Причем исследователь достаточно своеобразный, даже можно сказать странный. Вот его диагноз себе: «Я стал непонятным сам для себя и, как сомнамбула, неуправляемым. Не жил, а блуждал…», «…выписывался одним бесформенным безадресным письмом». Это Олег Павлов написал в предисловии к «Степной книге» — он пытался найти и выразить источник своего письма. Мне кажется, самодиагноз очень точный. Во всяком случае, именно слово «сомнамбула» способно расшифровать стилистику тех литературных эпизодов, которые составили «Степную книгу».
Вопреки авторскому объяснению, что это его «повествование в рассказах», начинаясь на лирическом дыхании, проходит через драму и восходит к трагедии, я наблюдаю не жанровое, но иное движение: происходит поиск и наслоение своего рода сюжетов-метафор, которые, похоже, проявляют прежде всего и по преимуществу одно почти навязчивое состояние, а может быть, точнее сказать — атмосферу. Иногда мне даже кажется, что в «Степной книге» вообще нет «литературных героев» (все его Долоховы — Ерохи — Гнушины и даже Хабаров, который появится потом героем «Казенной сказки», почему-то как фигуры почти не запоминаются, не говоря уж о том, что они не претерпевают внутреннего развития). Да и то, что автор именует «рассказами», мне видится эскизами, где сюжет статичен, «бездвижен», скорее это психологические этюды. Настоящим литературным героем этого письма оказывается некая общая атмосфера — ее создает особая отстраненность авторского взгляда, как будто замедление мыслей, жестов, движений персонажей, — все происходит в каком-то недооформленном месте, в каком-то мареве, как будто во сне. Как если бы жизнь то ли была, то ли не была, но осталось через сон приходящее воспоминание.

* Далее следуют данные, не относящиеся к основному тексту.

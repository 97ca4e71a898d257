//! In-memory raster images
//!
//! An [`Image`] is a rectangular view into a shared raster. Sub-images share
//! the parent's storage and keep its scanline stride, so a region of a large
//! frame can be encoded without copying.

use super::buffer::FrameBuffer;
use super::palette::{Palette, Rgb};
use crate::error::{Error, Result};
use crate::format::FormatDescriptor;
use std::borrow::Cow;
use std::io;
use std::sync::Arc;

/// Pixel storage
#[derive(Debug, Clone)]
pub enum Raster {
    /// One byte per pixel (indexed or gray)
    Bytes(Arc<[u8]>),
    /// One 16-bit word per pixel
    Shorts(Arc<[u16]>),
    /// One 32-bit word per pixel
    Ints(Arc<[u32]>),
}

impl Raster {
    fn len(&self) -> usize {
        match self {
            Raster::Bytes(d) => d.len(),
            Raster::Shorts(d) => d.len(),
            Raster::Ints(d) => d.len(),
        }
    }
}

/// How raster values map to colors
#[derive(Debug, Clone, PartialEq)]
pub enum ColorModel {
    /// Byte raster indexing into a palette
    Indexed(Palette),
    /// Byte raster of gray levels
    Gray,
    /// Short raster, `0RRRRRGGGGGBBBBB`
    Rgb555,
    /// Int raster, `0x00RRGGBB`
    Rgb,
    /// Int raster, `0xAARRGGBB`
    Argb,
}

/// Pixel rectangle within a raster
#[derive(Debug, Clone, Copy, PartialEq, Eq)]
pub struct Rect {
    pub x: usize,
    pub y: usize,
    pub width: usize,
    pub height: usize,
}

/// A decoded image
#[derive(Debug, Clone)]
pub struct Image {
    raster: Raster,
    color_model: ColorModel,
    scanline_stride: usize,
    bounds: Rect,
}

impl Image {
    /// Create an image over a whole raster.
    ///
    /// The raster must hold at least `width * height` elements and its kind
    /// must fit the color model.
    pub fn new(width: usize, height: usize, raster: Raster, color_model: ColorModel) -> Result<Self> {
        let compatible = matches!(
            (&raster, &color_model),
            (Raster::Bytes(_), ColorModel::Indexed(_) | ColorModel::Gray)
                | (Raster::Shorts(_), ColorModel::Rgb555)
                | (Raster::Ints(_), ColorModel::Rgb | ColorModel::Argb)
        );
        if !compatible {
            return Err(Error::invalid_input(format!(
                "Color model {:?} cannot describe this raster",
                color_model
            )));
        }
        if width == 0 || height == 0 {
            return Err(Error::invalid_input("Image dimensions must be positive"));
        }
        let need = width * height;
        if raster.len() < need {
            return Err(Error::invalid_input(format!(
                "Raster holds {} pixels, {}x{} needs {}",
                raster.len(),
                width,
                height,
                need
            )));
        }
        Ok(Image {
            raster,
            color_model,
            scanline_stride: width,
            bounds: Rect {
                x: 0,
                y: 0,
                width,
                height,
            },
        })
    }

    /// Indexed image with one palette index per byte
    pub fn indexed(width: usize, height: usize, pixels: Vec<u8>, palette: Palette) -> Result<Self> {
        Self::new(width, height, Raster::Bytes(pixels.into()), ColorModel::Indexed(palette))
    }

    /// 8-bit grayscale image
    pub fn gray(width: usize, height: usize, pixels: Vec<u8>) -> Result<Self> {
        Self::new(width, height, Raster::Bytes(pixels.into()), ColorModel::Gray)
    }

    /// 15-bit direct color image
    pub fn rgb555(width: usize, height: usize, pixels: Vec<u16>) -> Result<Self> {
        Self::new(width, height, Raster::Shorts(pixels.into()), ColorModel::Rgb555)
    }

    /// 24-bit true color image, `0x00RRGGBB` per pixel
    pub fn rgb(width: usize, height: usize, pixels: Vec<u32>) -> Result<Self> {
        Self::new(width, height, Raster::Ints(pixels.into()), ColorModel::Rgb)
    }

    /// 32-bit true color image with alpha, `0xAARRGGBB` per pixel
    pub fn argb(width: usize, height: usize, pixels: Vec<u32>) -> Result<Self> {
        Self::new(width, height, Raster::Ints(pixels.into()), ColorModel::Argb)
    }

    /// A view of a region of this image sharing the same raster
    pub fn sub_image(&self, x: usize, y: usize, width: usize, height: usize) -> Result<Image> {
        if width == 0 || height == 0 || x + width > self.bounds.width || y + height > self.bounds.height {
            return Err(Error::invalid_input(format!(
                "Region {}x{}+{}+{} is outside of the {}x{} image",
                width, height, x, y, self.bounds.width, self.bounds.height
            )));
        }
        Ok(Image {
            raster: self.raster.clone(),
            color_model: self.color_model.clone(),
            scanline_stride: self.scanline_stride,
            bounds: Rect {
                x: self.bounds.x + x,
                y: self.bounds.y + y,
                width,
                height,
            },
        })
    }

    pub fn width(&self) -> usize {
        self.bounds.width
    }

    pub fn height(&self) -> usize {
        self.bounds.height
    }

    /// Region of the raster covered by this image
    pub fn bounds(&self) -> Rect {
        self.bounds
    }

    /// Elements between the starts of two consecutive rows
    pub fn scanline_stride(&self) -> usize {
        self.scanline_stride
    }

    /// Raster index of the top-left pixel
    pub fn pixel_offset(&self) -> usize {
        self.bounds.x + self.bounds.y * self.scanline_stride
    }

    pub fn raster(&self) -> &Raster {
        &self.raster
    }

    pub fn color_model(&self) -> &ColorModel {
        &self.color_model
    }

    /// Palette of an indexed image
    pub fn palette(&self) -> Option<&Palette> {
        match &self.color_model {
            ColorModel::Indexed(p) => Some(p),
            _ => None,
        }
    }

    /// Natural bit depth of the color model
    pub fn depth(&self) -> u32 {
        match &self.color_model {
            ColorModel::Indexed(_) | ColorModel::Gray => 8,
            ColorModel::Rgb555 => 16,
            ColorModel::Rgb => 24,
            ColorModel::Argb => 32,
        }
    }

    /// Raw bytes of an indexed or gray image
    pub fn indexed8(&self) -> Option<&[u8]> {
        match &self.raster {
            Raster::Bytes(d) => Some(&d[..]),
            _ => None,
        }
    }

    /// Raster as `0x00RRGGBB` values, converting byte and short rasters.
    pub fn rgb24(&self) -> Option<Cow<'_, [u32]>> {
        match (&self.raster, &self.color_model) {
            (Raster::Ints(d), _) => Some(Cow::Borrowed(&d[..])),
            (Raster::Bytes(d), ColorModel::Indexed(palette)) => Some(Cow::Owned(
                d.iter().map(|&i| palette.lookup(i).to_u32()).collect(),
            )),
            (Raster::Bytes(d), _) => Some(Cow::Owned(
                d.iter().map(|&v| Rgb::new(v, v, v).to_u32()).collect(),
            )),
            (Raster::Shorts(d), _) => Some(Cow::Owned(d.iter().map(|&v| rgb555_to_rgb(v)).collect())),
        }
    }

    /// Raster as 16-bit values. Int rasters are truncated to their low 16 bits.
    pub fn rgb15(&self) -> Option<Cow<'_, [u16]>> {
        match &self.raster {
            Raster::Shorts(d) => Some(Cow::Borrowed(&d[..])),
            Raster::Ints(d) => Some(Cow::Owned(d.iter().map(|&v| v as u16).collect())),
            Raster::Bytes(_) => None,
        }
    }

    /// Raster as `0xAARRGGBB` values; opaque unless the image carries alpha.
    pub fn argb32(&self) -> Option<Cow<'_, [u32]>> {
        match (&self.raster, &self.color_model) {
            (Raster::Ints(d), ColorModel::Argb) => Some(Cow::Borrowed(&d[..])),
            _ => self
                .rgb24()
                .map(|rgb| Cow::Owned(rgb.iter().map(|&v| 0xff00_0000 | (v & 0x00ff_ffff)).collect())),
        }
    }
}

/// Pixels a packing codec reads: a rectangle of a raster with its stride.
///
/// Built from an image payload, or from a byte payload of indexed pixels
/// whose geometry comes from the negotiated output format.
pub(crate) struct PixelRegion<'a> {
    image: Option<&'a Image>,
    bytes: Option<&'a [u8]>,
    pub width: usize,
    pub height: usize,
    /// Raster index of the top-left pixel
    pub offset: usize,
    pub scanline_stride: usize,
}

impl<'a> PixelRegion<'a> {
    pub fn from_buffer(input: &'a FrameBuffer, format: Option<&FormatDescriptor>) -> Option<Self> {
        if let Some(image) = input.image() {
            return Some(PixelRegion {
                image: Some(image),
                bytes: None,
                width: image.width(),
                height: image.height(),
                offset: image.pixel_offset(),
                scanline_stride: image.scanline_stride(),
            });
        }
        let bytes = input.bytes()?;
        let width = format?.width()? as usize;
        let height = format?.height()? as usize;
        Some(PixelRegion {
            image: None,
            bytes: Some(bytes),
            width,
            height,
            offset: 0,
            scanline_stride: width,
        })
    }

    /// Palette of the source, if it is an indexed image
    pub fn palette(&self) -> Option<&'a Palette> {
        self.image.and_then(|image| image.palette())
    }

    pub fn indexed8(&self) -> Option<&'a [u8]> {
        match self.image {
            Some(image) => image.indexed8(),
            None => self.bytes,
        }
    }

    pub fn rgb15(&self) -> Option<Cow<'a, [u16]>> {
        self.image.and_then(|image| image.rgb15())
    }

    pub fn rgb24(&self) -> Option<Cow<'a, [u32]>> {
        self.image.and_then(|image| image.rgb24())
    }

    pub fn argb32(&self) -> Option<Cow<'a, [u32]>> {
        self.image.and_then(|image| image.argb32())
    }
}

/// One row of `width` elements starting at `start`
pub(crate) fn scanline<T>(pixels: &[T], start: usize, width: usize) -> io::Result<&[T]> {
    start
        .checked_add(width)
        .and_then(|end| pixels.get(start..end))
        .ok_or_else(|| io::Error::new(io::ErrorKind::UnexpectedEof, "Scanline is outside of the raster"))
}

fn rgb555_to_rgb(v: u16) -> u32 {
    let expand = |c: u16| -> u32 {
        let c = (c & 0x1f) as u32;
        (c << 3) | (c >> 2)
    };
    (expand(v >> 10) << 16) | (expand(v >> 5) << 8) | expand(v)
}
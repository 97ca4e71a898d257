//! AVI (Audio Video Interleave) container writing
//!
//! [`AviWriter`] drives codecs and palette tracking on top of a
//! [`ChunkWriter`], which owns the RIFF structure. [`AviOutputStream`] is the
//! RIFF implementation for seekable outputs.

pub mod stream;
pub mod track;
pub mod writer;

pub use stream::AviOutputStream;
pub use track::{Track, TrackKind};
pub use writer::AviWriter;

use super::descriptor::{DataClass, Encoding, FormatDescriptor, MimeType};
use crate::codec::Palette;
use crate::error::Result;
use crate::util::MediaType;

/// avih flag: the file has an idx1 index
pub const AVIF_HASINDEX: u32 = 0x10;
/// idx1 flag: the chunk is a key frame
pub const AVIIF_KEYFRAME: u32 = 0x10;
/// idx1 flag: the chunk does not advance time (palette changes)
pub const AVIIF_NO_TIME: u32 = 0x100;
/// Largest size a RIFF stream can address
pub const MAX_STREAM_SIZE: u64 = u32::MAX as u64;

/// WAVE_FORMAT_PCM
pub const WAVE_FORMAT_PCM: u16 = 0x0001;

/// Video stream parameters handed to [`ChunkWriter::add_video_track`]
#[derive(Debug, Clone, PartialEq)]
pub struct VideoTrackParams {
    pub encoding: Encoding,
    /// Frame rate denominator (strh scale)
    pub time_scale: u32,
    /// Frame rate numerator (strh rate)
    pub rate: u32,
    pub width: u32,
    pub height: u32,
    pub depth: u32,
    /// Integer frames per second, used for the avih max bytes per second
    pub fps: u32,
}

/// Audio stream parameters handed to [`ChunkWriter::add_audio_track`]
#[derive(Debug, Clone, PartialEq)]
pub struct AudioTrackParams {
    /// WAVEFORMATEX format tag
    pub format_tag: u16,
    pub time_scale: u32,
    pub sample_rate: u32,
    pub channels: u16,
    pub sample_size_in_bits: u16,
    /// Compressed streams get a zero strh sample size
    pub compressed: bool,
    pub frame_duration: u32,
    /// Bytes per sample frame (block align)
    pub frame_size: u32,
}

/// Low-level container I/O used by [`AviWriter`]
///
/// Implementations own the RIFF lists, the sample index and the stream
/// position. Tracks are identified by the index `add_*_track` returns.
pub trait ChunkWriter {
    /// Declare a video stream. Only valid before the container has started.
    fn add_video_track(&mut self, params: VideoTrackParams) -> Result<usize>;

    /// Declare an audio stream. Only valid before the container has started.
    fn add_audio_track(&mut self, params: AudioTrackParams) -> Result<usize>;

    /// Replace the palette stored in the stream format of a video track
    fn set_palette(&mut self, track: usize, palette: &Palette) -> Result<()>;

    /// Write the headers if that has not happened yet
    fn ensure_started(&mut self) -> Result<()>;

    fn write_sample(&mut self, track: usize, data: &[u8], keyframe: bool) -> Result<()> {
        self.write_samples(track, 1, data, keyframe)
    }

    /// Write one chunk holding `count` samples
    fn write_samples(&mut self, track: usize, count: u32, data: &[u8], keyframe: bool) -> Result<()>;

    /// Write a palette change chunk for a video track
    fn write_palette(&mut self, track: usize, data: &[u8], keyframe: bool) -> Result<()>;

    /// Duration of a track in units of its time scale
    fn media_duration(&self, track: usize) -> u64;

    /// Bytes written since the start of the container
    fn relative_stream_position(&mut self) -> Result<u64>;

    /// Write the index and patch the headers. Further writes fail.
    fn finish(&mut self) -> Result<()>;
}

/// Format tag for an audio encoding; anything unknown is PCM
pub fn audio_format_tag(encoding: Option<&Encoding>) -> u16 {
    match encoding {
        Some(Encoding::Alaw) => 0x0006,
        Some(Encoding::Ulaw) => 0x0007,
        Some(Encoding::Mp3) => 0x0055,
        _ => WAVE_FORMAT_PCM,
    }
}

/// Format of the AVI file itself
pub fn file_format() -> FormatDescriptor {
    FormatDescriptor::new()
        .with_media_type(MediaType::File)
        .with_mime_type(MimeType::Avi)
}

fn avi_video(encoding: Encoding) -> FormatDescriptor {
    FormatDescriptor::new()
        .with_media_type(MediaType::Video)
        .with_mime_type(MimeType::Avi)
        .with_encoding(encoding)
}

/// Uncompressed DIB video
pub fn video_raw() -> FormatDescriptor {
    avi_video(Encoding::AviDib).with_compressor_name("None")
}

/// Motion JPEG video
pub fn video_jpeg() -> FormatDescriptor {
    avi_video(Encoding::AviMjpg)
        .with_compressor_name("Motion JPEG")
        .with_data_class(DataClass::Bytes)
}

/// PNG video
pub fn video_png() -> FormatDescriptor {
    avi_video(Encoding::AviPng)
        .with_compressor_name("PNG")
        .with_data_class(DataClass::Bytes)
}

/// Run length encoded video
pub fn video_rle() -> FormatDescriptor {
    avi_video(Encoding::AviRle).with_compressor_name("Run Length")
}

/// TechSmith screen capture video
pub fn video_screen_capture() -> FormatDescriptor {
    avi_video(Encoding::AviTechsmithScreenCapture).with_compressor_name("Techsmith Screen Capture")
}

#[cfg(test)]
mod tests {
    use super::*;

    #[test]
    fn test_audio_format_tag() {
        assert_eq!(audio_format_tag(None), WAVE_FORMAT_PCM);
        assert_eq!(audio_format_tag(Some(&Encoding::PcmSigned)), WAVE_FORMAT_PCM);
        assert_eq!(audio_format_tag(Some(&Encoding::Mp3)), 0x0055);
        assert_eq!(audio_format_tag(Some(&Encoding::Other("xyz".into()))), WAVE_FORMAT_PCM);
    }

    #[test]
    fn test_well_known_formats() {
        assert_eq!(file_format().mime_type(), Some(MimeType::Avi));
        assert_eq!(video_raw().encoding(), Some(&Encoding::AviDib));
        assert_eq!(video_jpeg().encoding(), Some(&Encoding::AviMjpg));
        assert!(video_png().matches(&FormatDescriptor::new().with_encoding(Encoding::AviPng)));
        assert!(!video_rle().matches(&video_raw()));
    }
}
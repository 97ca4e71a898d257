//! Frame buffers exchanged between the writer and codecs
//!
//! The writer keeps one output [`FrameBuffer`] per track and hands it to the
//! track's codec on every call. Codecs recycle the byte storage they find in
//! it, so the encoded bytes of the previous frame are overwritten by the next
//! call. Copy them out if they must outlive the call.

use super::bitmap::BitmapImage;
use super::image::Image;
use super::palette::Palette;
use crate::format::FormatDescriptor;
use std::fmt;

/// Buffer flags
#[derive(Debug, Clone, Copy, PartialEq, Eq, Default)]
pub struct BufferFlags {
    /// The buffer can be decoded without reference to other samples
    pub keyframe: bool,
    /// Nothing must be emitted for this buffer
    pub discard: bool,
}

impl BufferFlags {
    /// Flags of a keyframe
    pub fn keyframe() -> Self {
        BufferFlags {
            keyframe: true,
            discard: false,
        }
    }
}

/// Contents of a buffer
#[derive(Debug, Clone, Default)]
pub enum Payload {
    /// No data
    #[default]
    Empty,
    /// Decoded raster image
    Image(Image),
    /// Encoded bytes; the valid region is `offset..offset + length`
    Bytes(Vec<u8>),
    /// Planar bitmap
    Bitmap(BitmapImage),
}

/// One unit of media data
#[derive(Debug, Clone, Default)]
pub struct FrameBuffer {
    pub payload: Payload,
    /// Start of the valid byte region
    pub offset: usize,
    /// Length of the valid byte region
    pub length: usize,
    /// Number of samples the buffer represents
    pub sample_count: u32,
    pub flags: BufferFlags,
    /// Side channel: palette of an indexed payload
    pub header: Option<Palette>,
    /// Format of the payload
    pub format: Option<FormatDescriptor>,
}

impl FrameBuffer {
    /// Create an empty buffer
    pub fn new() -> Self {
        Self::default()
    }

    /// Buffer wrapping a decoded image
    pub fn from_image(image: Image) -> Self {
        FrameBuffer {
            payload: Payload::Image(image),
            sample_count: 1,
            ..Self::default()
        }
    }

    /// Buffer holding already encoded bytes
    pub fn from_bytes(data: Vec<u8>, format: FormatDescriptor) -> Self {
        let length = data.len();
        FrameBuffer {
            payload: Payload::Bytes(data),
            offset: 0,
            length,
            sample_count: 1,
            format: Some(format),
            ..Self::default()
        }
    }

    /// Copy flags, sample count, side channel and format from `other`
    pub fn set_meta_to(&mut self, other: &FrameBuffer) {
        self.flags = other.flags;
        self.sample_count = other.sample_count;
        self.header = other.header.clone();
        self.format = other.format.clone();
    }

    /// The valid byte region of a byte payload
    pub fn bytes(&self) -> Option<&[u8]> {
        match &self.payload {
            Payload::Bytes(data) => data.get(self.offset..self.offset.checked_add(self.length)?),
            _ => None,
        }
    }

    pub fn image(&self) -> Option<&Image> {
        match &self.payload {
            Payload::Image(image) => Some(image),
            _ => None,
        }
    }

    /// Take the byte storage for reuse, cleared but with its capacity kept
    pub fn take_byte_storage(&mut self) -> Vec<u8> {
        match std::mem::take(&mut self.payload) {
            Payload::Bytes(mut data) => {
                data.clear();
                data
            }
            _ => Vec::new(),
        }
    }

    /// Store encoded bytes as the payload, covering the whole vector
    pub fn set_bytes(&mut self, data: Vec<u8>) {
        self.offset = 0;
        self.length = data.len();
        self.payload = Payload::Bytes(data);
    }
}

impl fmt::Display for FrameBuffer {
    fn fmt(&self, f: &mut fmt::Formatter<'_>) -> fmt::Result {
        let kind = match &self.payload {
            Payload::Empty => "empty",
            Payload::Image(_) => "image",
            Payload::Bytes(_) => "bytes",
            Payload::Bitmap(_) => "bitmap",
        };
        write!(
            f,
            "FrameBuffer({}, len={}, samples={}, key={}, discard={})",
            kind, self.length, self.sample_count, self.flags.keyframe, self.flags.discard
        )
    }
}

Этот странный эффект ранней прозы Олега Павлова по-настоящему преследует читающего (только ли меня?). Неужели изнывать и скучать неизбежно — еще даже не родившись на свет? Откуда это? У меня есть предположение.
Мне кажется, это связано с тем, что Олег Павлов в своей прозе все время занят одним — он «изживает» странный мир, в котором не принадлежишь себе, в котором избыточность насилия не позволяет тебе свободно и радостно родиться, жить, видеть, участвовать… Оказавшись случайным ли, добровольным ли заложником этого мира, он честно пытается передать прежде всего стилистически его атмосферу. А в ней, по сути, невозможна ни «лирика», ни «трагедия». В ней просто все никак не может родиться герой, тот, на ком будет держаться тот или иной жанр повествования.